Check each line below for the word "BingoClient", and copy those that have it.

[Saved data entries]

################

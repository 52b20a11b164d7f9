//! # Bingo Client
//!
//! Player-side runtime for a real-time multiplayer bingo round.
//!
//! A client holds one persistent channel to the game coordinator, buys a
//! card during a fixed purchase window, records the numbers the coordinator
//! calls, and may claim a win that the coordinator arbitrates.
//!
//! ## Layout
//!
//! - [`session::Session`]: the state machine. Runtime-free and fully
//!   testable without I/O.
//! - [`ledger`], [`registry`], [`timer`], [`card`]: the pieces the session
//!   is built from.
//! - [`protocol`]: wire messages, one JSON object per frame tagged by `type`.
//! - [`Transport`]: the channel abstraction; `WebSocketTransport` ships
//!   behind the default `transport-websocket` feature.
//! - `BingoClient` (feature `tokio-runtime`): runs a session over a transport
//!   on a single event loop and publishes snapshots and [`BingoEvent`]s.

pub mod card;
pub mod config;
pub mod error;
pub mod event;
pub mod ledger;
pub mod protocol;
pub mod registry;
pub mod session;
pub mod timer;
pub mod transport;
pub mod transports;

#[cfg(feature = "tokio-runtime")]
pub mod client;

pub use config::{BingoConfig, LaunchParams};
pub use error::{BingoError, ProtocolViolation};
pub use event::BingoEvent;
pub use protocol::{ClientMessage, ServerMessage};
pub use session::{Phase, Session, SessionSnapshot};
pub use transport::Transport;

#[cfg(feature = "tokio-runtime")]
pub use client::BingoClient;

#[cfg(feature = "transport-websocket")]
pub use transports::WebSocketTransport;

################

Response area:
//! - `BingoClient` (feature `tokio-runtime`): runs a session over a transport
pub use client::BingoClient;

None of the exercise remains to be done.